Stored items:
=== Section Start ===
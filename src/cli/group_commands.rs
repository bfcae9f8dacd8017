use crate::cli::context::CLIContext;
use crate::hierarchy::{self, GroupNode};
use crate::model::*;
use crate::ops::*;
use crate::queries::*;

pub fn list(ctx: &CLIContext) {
    match group_queries::hierarchy(&ctx.conn) {
        Ok(nodes) if nodes.is_empty() => {
            println!("No groups yet. Use 'add-group <name>' to create one.");
        }
        Ok(nodes) => {
            println!("Groups:");
            print_tree(&nodes);
        }
        Err(e) => ctx.print_error(&e),
    }
}

fn print_tree(nodes: &[GroupNode]) {
    for node in hierarchy::flatten(nodes) {
        let subgroups = if node.sub_group_count > 0 {
            format!(", {} subgroup(s)", node.sub_group_count)
        } else {
            String::new()
        };
        println!(
            "  {}{} ({} member(s){})",
            "  ".repeat(node.level),
            node.name,
            node.member_count,
            subgroups
        );
    }
}

pub fn add(ctx: &CLIContext, args: &str) {
    let name = if !args.is_empty() {
        args.to_string()
    } else {
        match ctx.prompt("Group name: ") {
            Some(s) if !s.is_empty() => s,
            _ => {
                println!("Name cannot be empty.");
                return;
            }
        }
    };

    let desc = ctx.prompt("Description (optional): ").unwrap_or_default();
    let desc_opt = if desc.is_empty() { None } else { Some(desc.as_str()) };

    let candidates = group_queries::all_groups(&ctx.conn).unwrap_or_default();
    let parent_id = match choose_parent(ctx, &candidates, None) {
        Some(choice) => choice,
        None => return,
    };

    match group_ops::create_group(&ctx.conn, &name, desc_opt, parent_id) {
        Ok(group) => println!("Created group: {}", describe(ctx, &group)),
        Err(e) => ctx.print_error(&e),
    }
}

/// Lists `candidates` and asks for a parent. `Some(None)` means top level,
/// `None` means the user gave up.
fn choose_parent(
    ctx: &CLIContext,
    candidates: &[Group],
    current: Option<Id<Group>>,
) -> Option<Option<Id<Group>>> {
    if candidates.is_empty() {
        return Some(None);
    }

    println!("Parent group:");
    println!("   0. (top level)");
    for (i, group) in candidates.iter().enumerate() {
        let marker = if Some(group.id) == current { " *" } else { "" };
        println!("  {:>2}. {}{}", i + 1, describe(ctx, group), marker);
    }

    loop {
        let input = ctx.prompt("Parent number (Enter to keep): ")?;
        if input.is_empty() {
            return Some(current);
        }
        match input.parse::<usize>() {
            Ok(0) => return Some(None),
            Ok(n) if n <= candidates.len() => return Some(Some(candidates[n - 1].id)),
            _ => println!("Enter a number between 0 and {}.", candidates.len()),
        }
    }
}

fn describe(ctx: &CLIContext, group: &Group) -> String {
    group_queries::group_path(&ctx.conn, group.id)
        .ok()
        .flatten()
        .unwrap_or_else(|| group.name.clone())
}

pub fn show(ctx: &CLIContext, args: &str) {
    if args.is_empty() {
        println!("Usage: show-group <name>");
        return;
    }
    let group = match ctx.find_group(args) {
        Some(g) => g,
        None => return,
    };

    let nodes = group_queries::hierarchy(&ctx.conn).unwrap_or_default();
    let members = contact_queries::contacts_in_group(&ctx.conn, group.id).unwrap_or_default();

    println!();
    println!("Name: {}", group.name);
    println!("Path: {}", describe(ctx, &group));
    println!("Description: {}", group.description.as_deref().unwrap_or("(none)"));

    if let Some(node) = hierarchy::find_node(&nodes, group.id) {
        if node.has_children() {
            let names: Vec<&str> = node.children.iter().map(|c| c.name.as_str()).collect();
            println!("Subgroups: {}", names.join(", "));
        }
    }

    let direct = members.iter().filter(|c| c.in_group(group.id)).count();
    if members.is_empty() {
        println!("Members: (none)");
    } else {
        println!(
            "Members: {} ({} directly, {} through subgroups)",
            members.len(),
            direct,
            members.len() - direct
        );
        for contact in &members {
            println!("  {} - {}", contact.name, contact.phone_number);
        }
    }
    println!();
}

pub fn edit(ctx: &CLIContext, args: &str) {
    if args.is_empty() {
        println!("Usage: edit-group <name>");
        return;
    }
    let group = match ctx.find_group(args) {
        Some(g) => g,
        None => return,
    };

    println!("Editing group: {}", group.name);
    println!();

    let name = match ctx.prompt(&format!("Name [{}]: ", group.name)) {
        Some(s) if s.is_empty() => group.name.clone(),
        Some(s) => s,
        None => return,
    };

    let current_desc = group.description.as_deref().unwrap_or("");
    let description = match ctx.prompt(&format!("Description [{}] ('clear' to remove): ", current_desc)) {
        Some(s) if s.is_empty() => group.description.clone(),
        Some(s) if s.eq_ignore_ascii_case("clear") => None,
        Some(s) => Some(s),
        None => return,
    };

    let candidates = group_queries::valid_parents(&ctx.conn, group.id).unwrap_or_default();
    let parent_id = match choose_parent(ctx, &candidates, group.parent_id) {
        Some(choice) => choice,
        None => return,
    };

    match group_ops::update_group(&ctx.conn, group.id, &name, description.as_deref(), parent_id) {
        Ok(updated) => println!("Updated group: {}", describe(ctx, &updated)),
        Err(e) => ctx.print_error(&e),
    }
}

/// `move-group <group>`: only the parent changes.
pub fn move_group(ctx: &CLIContext, args: &str) {
    if args.is_empty() {
        println!("Usage: move-group <name>");
        return;
    }
    let group = match ctx.find_group(args) {
        Some(g) => g,
        None => return,
    };

    let candidates = group_queries::valid_parents(&ctx.conn, group.id).unwrap_or_default();
    let parent_id = match choose_parent(ctx, &candidates, group.parent_id) {
        Some(choice) => choice,
        None => return,
    };
    if parent_id == group.parent_id {
        println!("Nothing changed.");
        return;
    }

    match group_ops::move_group(&ctx.conn, group.id, parent_id) {
        Ok(moved) => println!("Moved: {}", describe(ctx, &moved)),
        Err(e) => ctx.print_error(&e),
    }
}

pub fn delete(ctx: &CLIContext, args: &str) {
    if args.is_empty() {
        println!("Usage: delete-group <name>");
        return;
    }
    let group = match ctx.find_group(args) {
        Some(g) => g,
        None => return,
    };

    let children = crate::db::group_repo::find_children(&ctx.conn, group.id).unwrap_or_default();
    if !children.is_empty() {
        let new_home = group
            .parent_id
            .and_then(|p| group_queries::group_path(&ctx.conn, p).ok().flatten())
            .unwrap_or_else(|| "the top level".into());
        println!("{} subgroup(s) will move to {}.", children.len(), new_home);
    }
    if !ctx.confirm(&format!("Delete group {}?", group.name)) {
        println!("Cancelled.");
        return;
    }

    match group_ops::delete_group(&ctx.conn, group.id) {
        Ok(()) => println!("Deleted group: {}", group.name),
        Err(e) => ctx.print_error(&e),
    }
}

/// Tree of groups matching the term, with their ancestors for context.
pub fn find(ctx: &CLIContext, args: &str) {
    if args.is_empty() {
        println!("Usage: find-group <query>");
        return;
    }

    match group_queries::search_hierarchy(&ctx.conn, args) {
        Ok(nodes) if nodes.is_empty() => println!("No groups match '{}'", args),
        Ok(nodes) => print_tree(&nodes),
        Err(e) => ctx.print_error(&e),
    }
}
=== Section End ===
> [What to produce]:
Take the entries above and return only the lines from the one with "print_tree(&nodes);" to the one with "let subgroups = if", both included, unchanged.

> [Solution]:
            print_tree(&nodes);
        }
        Err(e) => ctx.print_error(&e),
    }
}

fn print_tree(nodes: &[GroupNode]) {
    for node in hierarchy::flatten(nodes) {
        let subgroups = if node.sub_group_count > 0 {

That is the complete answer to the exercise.